◆ **PROBLEM REQUIREMENTS**
Among the records that follow, find the line with "size), &text, |b, text|" and the line with "table on a miss". Set down those lines and all lines between them exactly, without adding anything.

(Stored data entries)
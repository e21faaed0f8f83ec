//! Criterion benchmarks for provmap critical paths
//!
//! Benchmarks the core performance-critical operations:
//! - Legend: definition file parsing
//! - Index: stride-sampled spatial index construction
//! - Locator: the exact/nearest/pixel fallback chain
//! - Nearest: radius-bounded nearest-neighbor scans

use criterion::{black_box, criterion_group, criterion_main, BenchmarkId, Criterion, Throughput};
use provmap::index::{CancelToken, IndexBuilder, SpatialIndex};
use provmap::legend::{parse_legend, LegendTable};
use provmap::locator::ProvinceLocator;
use provmap::models::Rgb;
use provmap::raster::PixelBuffer;
use std::io::Cursor;
use std::sync::Mutex;

// =============================================================================
// Test Data Generators
// =============================================================================

/// Generate a definition file with n provinces, colors spread over the cube
fn make_legend_text(n: usize) -> String {
    let mut text = String::from("id;r;g;b;kind;coastal;terrain;continent\n");
    for i in 0..n {
        let (r, g, b) = province_color(i);
        let kind = if i % 3 == 0 { "sea" } else { "land" };
        text.push_str(&format!(
            "{};{};{};{};{};{};plains;Europa\n",
            i + 1,
            r,
            g,
            b,
            kind,
            i % 2
        ));
    }
    text
}

fn province_color(i: usize) -> (u8, u8, u8) {
    ((i % 251) as u8, ((i / 251) % 251) as u8, ((i / 63001) % 251) as u8)
}

fn make_legend(n: usize) -> LegendTable {
    parse_legend(Cursor::new(make_legend_text(n))).table
}

/// Raster tiled into 16x16 blocks, each block one province color
fn make_raster(width: u32, height: u32, provinces: usize) -> PixelBuffer {
    let image = image::RgbImage::from_fn(width, height, |x, y| {
        let block = ((y / 16) * (width / 16).max(1) + x / 16) as usize % provinces;
        let (r, g, b) = province_color(block);
        image::Rgb([r, g, b])
    });
    PixelBuffer::from_image(image)
}

// =============================================================================
// Legend Benchmarks
// =============================================================================

fn bench_legend(c: &mut Criterion) {
    let mut group = c.benchmark_group("legend");

    for size in [100, 1_000, 10_000].iter() {
        let text = make_legend_text(*size);
        group.throughput(Throughput::Bytes(text.len() as u64));
        group.bench_with_input(BenchmarkId::new("parse", size), &text, |b, text| {
            b.iter(|| parse_legend(Cursor::new(black_box(text))))
        });
    }

    // Tolerant lookup scans the whole table on a miss
    let legend = make_legend(10_000);
    group.bench_function("find_within_tolerance_miss", |b| {
        b.iter(|| legend.find_within_tolerance(black_box(Rgb([253, 254, 255])), 1))
    });

    group.finish();
}

// =============================================================================
// Index Benchmarks
// =============================================================================

fn bench_index_build(c: &mut Criterion) {
    let mut group = c.benchmark_group("index_build");
    group.sample_size(20);

    let legend = make_legend(500);
    let raster = make_raster(1024, 1024, 500);
    let cancel = CancelToken::new();

    for stride in [4, 10, 32].iter() {
        group.bench_with_input(BenchmarkId::new("1024px_stride", stride), stride, |b, &stride| {
            b.iter(|| {
                IndexBuilder::new()
                    .with_stride(stride)
                    .build(black_box(&raster), &legend, &cancel)
            })
        });
    }

    group.finish();
}

// =============================================================================
// Locator Benchmarks
// =============================================================================

fn bench_locator(c: &mut Criterion) {
    let mut group = c.benchmark_group("locator");

    let legend = make_legend(500);
    let raster = make_raster(1024, 1024, 500);
    let cancel = CancelToken::new();
    let built = IndexBuilder::new()
        .with_stride(10)
        .build(&raster, &legend, &cancel)
        .unwrap();

    // Stride-10 sampling indexes every multiple-of-10 coordinate
    let index = Mutex::new(built.clone());
    let locator = ProvinceLocator::new(&legend, &raster, &index);
    group.bench_function("locate_exact_hit", |b| {
        b.iter(|| locator.locate(black_box(500), black_box(500)))
    });

    // Off-grid coordinate resolved by the nearest stage
    group.bench_function("locate_nearest_hit", |b| {
        b.iter(|| locator.locate(black_box(503), black_box(497)))
    });

    // Index bypassed entirely: pixel probe plus legend lookup every time
    let empty = Mutex::new(SpatialIndex::default());
    let slow = ProvinceLocator::new(&legend, &raster, &empty);
    group.bench_function("locate_pixel_probe", |b| {
        b.iter(|| slow.locate_exact(black_box(777), black_box(333)))
    });

    group.finish();
}

fn bench_nearest(c: &mut Criterion) {
    let mut group = c.benchmark_group("nearest");

    let legend = make_legend(500);
    let raster = make_raster(1024, 1024, 500);
    let index = IndexBuilder::new()
        .with_stride(10)
        .build(&raster, &legend, &CancelToken::new())
        .unwrap();

    for radius in [5, 15, 50].iter() {
        group.bench_with_input(BenchmarkId::new("radius", radius), radius, |b, &radius| {
            b.iter(|| index.nearest_within(black_box(503), black_box(497), radius))
        });
    }

    group.finish();
}

criterion_group!(benches, bench_legend, bench_index_build, bench_locator, bench_nearest);
criterion_main!(benches);
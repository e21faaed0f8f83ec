//! Bounds-checked random access over a decoded province raster
//!
//! The raster is scanned over millions of pixels during index builds, so
//! the decoded image is copied once into an owned contiguous RGB buffer
//! and all reads are plain row-stride arithmetic. The buffer is read-only
//! for its whole lifetime.

use crate::models::Rgb;
use image::RgbImage;
use std::path::Path;

const CHANNELS: usize = 3;

/// An owned, immutable RGB pixel buffer.
#[derive(Debug, Clone)]
pub struct PixelBuffer {
    data: Vec<u8>,
    width: u32,
    height: u32,
    /// Bytes per row.
    stride: usize,
}

impl PixelBuffer {
    /// Decode a raster file into a pixel buffer. Any format the `image`
    /// crate understands works; pixels are converted to RGB8.
    pub fn from_path(path: &Path) -> Result<Self, image::ImageError> {
        let decoded = image::open(path)?.into_rgb8();
        Ok(Self::from_image(decoded))
    }

    /// Take ownership of an already decoded image.
    pub fn from_image(image: RgbImage) -> Self {
        let width = image.width();
        let height = image.height();
        Self {
            data: image.into_raw(),
            width,
            height,
            stride: width as usize * CHANNELS,
        }
    }

    pub fn width(&self) -> u32 {
        self.width
    }

    pub fn height(&self) -> u32 {
        self.height
    }

    /// Read the pixel color at `(x, y)`.
    ///
    /// Out-of-range coordinates return `None`, the defined sentinel for
    /// "outside the raster" — never a panic or an error. `None` is used
    /// instead of a reserved color because every RGB triple (black
    /// included) is a legal province color.
    pub fn get(&self, x: u32, y: u32) -> Option<Rgb> {
        if x >= self.width || y >= self.height {
            return None;
        }
        let offset = y as usize * self.stride + x as usize * CHANNELS;
        Some(Rgb([
            self.data[offset],
            self.data[offset + 1],
            self.data[offset + 2],
        ]))
    }

    /// One full scan line as raw RGB bytes, for sequential scans that
    /// should not pay the per-pixel bounds check.
    ///
    /// # Panics
    /// Panics if `y` is out of range; scan loops are expected to iterate
    /// `0..height()`.
    pub fn row(&self, y: u32) -> &[u8] {
        let start = y as usize * self.stride;
        &self.data[start..start + self.stride]
    }

    /// Decode one pixel out of a scan line returned by [`row`](Self::row).
    pub fn pixel_in_row(row: &[u8], x: u32) -> Rgb {
        let offset = x as usize * CHANNELS;
        Rgb([row[offset], row[offset + 1], row[offset + 2]])
    }
}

◆ **RESULT OF THE TASK**
        group.bench_with_input(BenchmarkId::new("parse", size), &text, |b, text| {
            b.iter(|| parse_legend(Cursor::new(black_box(text))))
        });
    }

    // Tolerant lookup scans the whole table on a miss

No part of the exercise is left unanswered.